What is needed: Starting at the line with "self.buffer[start + i]" and going on through the line with "emit the changes", reproduce each line in the records below exactly and nothing more.

Saved entries:
******
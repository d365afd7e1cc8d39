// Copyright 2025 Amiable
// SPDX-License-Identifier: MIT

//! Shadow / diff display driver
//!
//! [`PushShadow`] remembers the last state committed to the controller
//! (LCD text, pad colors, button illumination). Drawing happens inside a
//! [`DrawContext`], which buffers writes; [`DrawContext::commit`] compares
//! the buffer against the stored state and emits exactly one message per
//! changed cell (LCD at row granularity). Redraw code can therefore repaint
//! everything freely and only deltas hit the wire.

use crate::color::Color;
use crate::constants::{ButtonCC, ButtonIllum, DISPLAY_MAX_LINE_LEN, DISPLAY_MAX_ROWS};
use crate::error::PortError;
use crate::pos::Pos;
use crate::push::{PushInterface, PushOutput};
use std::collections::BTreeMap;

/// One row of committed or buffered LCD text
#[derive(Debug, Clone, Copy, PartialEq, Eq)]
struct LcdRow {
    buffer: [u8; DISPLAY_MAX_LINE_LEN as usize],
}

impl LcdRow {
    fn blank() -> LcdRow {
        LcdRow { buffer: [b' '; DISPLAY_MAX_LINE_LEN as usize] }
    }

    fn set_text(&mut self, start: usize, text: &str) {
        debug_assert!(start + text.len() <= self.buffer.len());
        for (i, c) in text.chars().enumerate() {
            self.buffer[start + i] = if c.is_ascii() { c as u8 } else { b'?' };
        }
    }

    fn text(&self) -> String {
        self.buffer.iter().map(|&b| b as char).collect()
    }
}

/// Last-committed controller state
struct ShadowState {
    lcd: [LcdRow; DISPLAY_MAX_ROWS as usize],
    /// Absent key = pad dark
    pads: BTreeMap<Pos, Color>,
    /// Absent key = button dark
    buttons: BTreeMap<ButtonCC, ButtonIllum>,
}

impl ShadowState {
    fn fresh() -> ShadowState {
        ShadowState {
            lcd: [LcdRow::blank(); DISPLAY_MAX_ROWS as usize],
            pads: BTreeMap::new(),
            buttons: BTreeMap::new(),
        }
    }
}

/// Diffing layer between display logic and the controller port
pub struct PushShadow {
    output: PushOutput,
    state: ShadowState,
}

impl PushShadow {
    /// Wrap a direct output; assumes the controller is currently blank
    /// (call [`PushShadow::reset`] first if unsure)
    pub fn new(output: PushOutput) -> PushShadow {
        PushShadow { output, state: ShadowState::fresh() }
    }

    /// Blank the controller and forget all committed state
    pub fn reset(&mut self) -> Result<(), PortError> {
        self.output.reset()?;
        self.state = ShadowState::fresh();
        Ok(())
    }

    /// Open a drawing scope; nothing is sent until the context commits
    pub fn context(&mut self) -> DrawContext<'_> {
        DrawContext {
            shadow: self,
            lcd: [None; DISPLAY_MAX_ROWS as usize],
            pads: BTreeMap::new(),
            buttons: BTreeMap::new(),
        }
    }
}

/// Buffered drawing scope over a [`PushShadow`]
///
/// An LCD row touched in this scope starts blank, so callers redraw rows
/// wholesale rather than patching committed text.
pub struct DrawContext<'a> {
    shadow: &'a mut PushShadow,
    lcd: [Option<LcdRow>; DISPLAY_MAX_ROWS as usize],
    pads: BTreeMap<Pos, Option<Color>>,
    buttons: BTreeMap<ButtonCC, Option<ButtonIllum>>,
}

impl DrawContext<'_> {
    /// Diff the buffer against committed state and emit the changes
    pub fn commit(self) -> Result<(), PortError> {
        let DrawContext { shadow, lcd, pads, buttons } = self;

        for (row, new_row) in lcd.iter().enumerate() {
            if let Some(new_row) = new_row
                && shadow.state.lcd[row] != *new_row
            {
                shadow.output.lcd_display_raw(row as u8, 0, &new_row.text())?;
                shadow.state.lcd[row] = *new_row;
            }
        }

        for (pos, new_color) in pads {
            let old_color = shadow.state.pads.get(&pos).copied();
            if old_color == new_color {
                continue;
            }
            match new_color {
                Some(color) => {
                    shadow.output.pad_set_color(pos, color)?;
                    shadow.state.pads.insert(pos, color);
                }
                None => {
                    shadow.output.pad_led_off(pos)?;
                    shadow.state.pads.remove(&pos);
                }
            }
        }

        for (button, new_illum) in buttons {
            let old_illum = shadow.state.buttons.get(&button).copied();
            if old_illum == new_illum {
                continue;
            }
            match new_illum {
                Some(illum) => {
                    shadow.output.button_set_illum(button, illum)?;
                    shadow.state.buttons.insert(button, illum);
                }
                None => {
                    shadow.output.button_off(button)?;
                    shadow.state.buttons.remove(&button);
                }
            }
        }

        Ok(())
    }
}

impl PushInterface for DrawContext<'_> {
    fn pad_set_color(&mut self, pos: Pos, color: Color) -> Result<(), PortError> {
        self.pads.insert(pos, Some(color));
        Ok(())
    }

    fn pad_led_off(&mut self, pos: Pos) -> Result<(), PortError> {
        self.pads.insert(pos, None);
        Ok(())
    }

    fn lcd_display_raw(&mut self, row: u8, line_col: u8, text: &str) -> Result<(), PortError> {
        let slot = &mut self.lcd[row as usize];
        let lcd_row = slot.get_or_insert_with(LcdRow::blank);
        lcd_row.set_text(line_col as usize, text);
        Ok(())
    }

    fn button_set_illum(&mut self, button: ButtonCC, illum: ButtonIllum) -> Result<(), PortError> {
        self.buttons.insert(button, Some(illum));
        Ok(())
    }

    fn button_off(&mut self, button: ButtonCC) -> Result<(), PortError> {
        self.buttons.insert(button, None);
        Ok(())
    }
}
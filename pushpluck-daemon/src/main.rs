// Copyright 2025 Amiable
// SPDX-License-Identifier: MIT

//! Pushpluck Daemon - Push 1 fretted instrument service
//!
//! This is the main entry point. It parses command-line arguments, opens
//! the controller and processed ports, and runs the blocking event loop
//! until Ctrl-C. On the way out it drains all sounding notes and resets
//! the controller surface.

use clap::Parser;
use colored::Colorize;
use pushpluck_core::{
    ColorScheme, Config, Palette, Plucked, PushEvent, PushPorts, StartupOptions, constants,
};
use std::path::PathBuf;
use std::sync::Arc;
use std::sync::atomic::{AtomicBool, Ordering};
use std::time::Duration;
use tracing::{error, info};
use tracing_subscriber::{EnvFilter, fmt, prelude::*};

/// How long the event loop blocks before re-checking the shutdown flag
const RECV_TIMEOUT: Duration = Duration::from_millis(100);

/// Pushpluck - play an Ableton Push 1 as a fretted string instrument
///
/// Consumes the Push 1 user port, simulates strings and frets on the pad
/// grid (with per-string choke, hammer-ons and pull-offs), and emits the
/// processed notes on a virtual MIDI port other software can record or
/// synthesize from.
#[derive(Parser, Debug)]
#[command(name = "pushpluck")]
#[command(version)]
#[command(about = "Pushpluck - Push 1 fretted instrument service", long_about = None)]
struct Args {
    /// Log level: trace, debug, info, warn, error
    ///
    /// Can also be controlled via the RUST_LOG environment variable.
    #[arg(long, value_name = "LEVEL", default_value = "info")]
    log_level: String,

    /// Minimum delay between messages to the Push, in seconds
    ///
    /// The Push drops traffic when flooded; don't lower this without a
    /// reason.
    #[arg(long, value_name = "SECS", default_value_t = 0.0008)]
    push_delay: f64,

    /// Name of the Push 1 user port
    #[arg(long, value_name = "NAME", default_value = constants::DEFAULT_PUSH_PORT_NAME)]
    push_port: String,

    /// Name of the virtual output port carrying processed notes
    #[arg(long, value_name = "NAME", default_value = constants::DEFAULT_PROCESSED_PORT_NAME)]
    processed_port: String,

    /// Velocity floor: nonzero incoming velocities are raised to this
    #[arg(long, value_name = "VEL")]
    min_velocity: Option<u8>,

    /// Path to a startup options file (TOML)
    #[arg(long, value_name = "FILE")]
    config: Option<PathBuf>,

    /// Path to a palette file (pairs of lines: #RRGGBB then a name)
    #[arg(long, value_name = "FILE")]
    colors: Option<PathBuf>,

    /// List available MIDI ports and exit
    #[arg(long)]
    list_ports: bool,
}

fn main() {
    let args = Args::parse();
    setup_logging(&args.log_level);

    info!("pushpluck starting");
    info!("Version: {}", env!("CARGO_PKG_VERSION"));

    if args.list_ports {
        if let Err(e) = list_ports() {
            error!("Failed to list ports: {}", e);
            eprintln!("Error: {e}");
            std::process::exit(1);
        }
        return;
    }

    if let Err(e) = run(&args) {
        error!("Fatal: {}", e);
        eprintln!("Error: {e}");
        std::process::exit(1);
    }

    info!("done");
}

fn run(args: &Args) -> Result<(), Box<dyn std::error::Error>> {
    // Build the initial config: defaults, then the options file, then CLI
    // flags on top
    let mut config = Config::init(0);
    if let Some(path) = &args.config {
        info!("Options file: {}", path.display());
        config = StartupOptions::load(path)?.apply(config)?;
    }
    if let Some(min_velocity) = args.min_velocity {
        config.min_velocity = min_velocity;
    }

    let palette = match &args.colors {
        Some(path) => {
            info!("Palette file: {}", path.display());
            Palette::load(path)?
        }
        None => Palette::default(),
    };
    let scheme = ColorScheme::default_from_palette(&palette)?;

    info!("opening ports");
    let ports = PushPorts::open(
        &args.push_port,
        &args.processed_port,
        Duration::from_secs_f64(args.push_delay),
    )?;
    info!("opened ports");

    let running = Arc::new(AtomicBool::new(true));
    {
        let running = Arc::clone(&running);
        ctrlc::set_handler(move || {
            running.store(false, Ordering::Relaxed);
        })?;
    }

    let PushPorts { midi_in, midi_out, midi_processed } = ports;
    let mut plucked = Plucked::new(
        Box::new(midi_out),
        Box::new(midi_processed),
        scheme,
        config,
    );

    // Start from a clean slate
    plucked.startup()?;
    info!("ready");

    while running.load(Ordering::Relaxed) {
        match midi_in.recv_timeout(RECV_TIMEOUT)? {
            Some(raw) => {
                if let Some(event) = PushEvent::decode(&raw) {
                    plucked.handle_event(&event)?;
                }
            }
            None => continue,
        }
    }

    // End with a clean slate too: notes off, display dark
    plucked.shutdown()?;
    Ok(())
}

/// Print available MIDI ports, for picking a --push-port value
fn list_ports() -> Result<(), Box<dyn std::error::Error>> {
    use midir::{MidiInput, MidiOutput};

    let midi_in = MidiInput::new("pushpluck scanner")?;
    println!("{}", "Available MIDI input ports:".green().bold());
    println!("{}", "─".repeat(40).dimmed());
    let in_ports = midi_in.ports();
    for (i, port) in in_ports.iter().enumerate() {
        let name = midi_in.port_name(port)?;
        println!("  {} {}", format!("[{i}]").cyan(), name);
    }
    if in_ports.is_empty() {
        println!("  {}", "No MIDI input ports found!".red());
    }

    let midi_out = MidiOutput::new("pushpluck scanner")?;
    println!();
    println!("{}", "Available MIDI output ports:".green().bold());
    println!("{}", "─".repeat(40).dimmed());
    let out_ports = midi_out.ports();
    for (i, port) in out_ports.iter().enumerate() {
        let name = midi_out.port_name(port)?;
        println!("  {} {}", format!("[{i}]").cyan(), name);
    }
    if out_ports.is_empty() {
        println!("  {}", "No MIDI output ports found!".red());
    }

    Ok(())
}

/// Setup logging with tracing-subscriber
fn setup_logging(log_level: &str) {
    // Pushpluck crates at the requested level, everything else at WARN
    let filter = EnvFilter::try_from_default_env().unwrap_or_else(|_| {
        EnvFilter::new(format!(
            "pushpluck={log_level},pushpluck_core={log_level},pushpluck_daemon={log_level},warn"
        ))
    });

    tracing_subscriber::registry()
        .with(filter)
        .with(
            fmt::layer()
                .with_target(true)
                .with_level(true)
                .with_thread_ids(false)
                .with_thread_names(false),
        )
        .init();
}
******
Written solution:
            self.buffer[start + i] = if c.is_ascii() { c as u8 } else { b'?' };
        }
    }

    fn text(&self) -> String {
        self.buffer.iter().map(|&b| b as char).collect()
    }
}

/// Last-committed controller state
struct ShadowState {
    lcd: [LcdRow; DISPLAY_MAX_ROWS as usize],
    /// Absent key = pad dark
    pads: BTreeMap<Pos, Color>,
    /// Absent key = button dark
    buttons: BTreeMap<ButtonCC, ButtonIllum>,
}

impl ShadowState {
    fn fresh() -> ShadowState {
        ShadowState {
            lcd: [LcdRow::blank(); DISPLAY_MAX_ROWS as usize],
            pads: BTreeMap::new(),
            buttons: BTreeMap::new(),
        }
    }
}

/// Diffing layer between display logic and the controller port
pub struct PushShadow {
    output: PushOutput,
    state: ShadowState,
}

impl PushShadow {
    /// Wrap a direct output; assumes the controller is currently blank
    /// (call [`PushShadow::reset`] first if unsure)
    pub fn new(output: PushOutput) -> PushShadow {
        PushShadow { output, state: ShadowState::fresh() }
    }

    /// Blank the controller and forget all committed state
    pub fn reset(&mut self) -> Result<(), PortError> {
        self.output.reset()?;
        self.state = ShadowState::fresh();
        Ok(())
    }

    /// Open a drawing scope; nothing is sent until the context commits
    pub fn context(&mut self) -> DrawContext<'_> {
        DrawContext {
            shadow: self,
            lcd: [None; DISPLAY_MAX_ROWS as usize],
            pads: BTreeMap::new(),
            buttons: BTreeMap::new(),
        }
    }
}

/// Buffered drawing scope over a [`PushShadow`]
///
/// An LCD row touched in this scope starts blank, so callers redraw rows
/// wholesale rather than patching committed text.
pub struct DrawContext<'a> {
    shadow: &'a mut PushShadow,
    lcd: [Option<LcdRow>; DISPLAY_MAX_ROWS as usize],
    pads: BTreeMap<Pos, Option<Color>>,
    buttons: BTreeMap<ButtonCC, Option<ButtonIllum>>,
}

impl DrawContext<'_> {
    /// Diff the buffer against committed state and emit the changes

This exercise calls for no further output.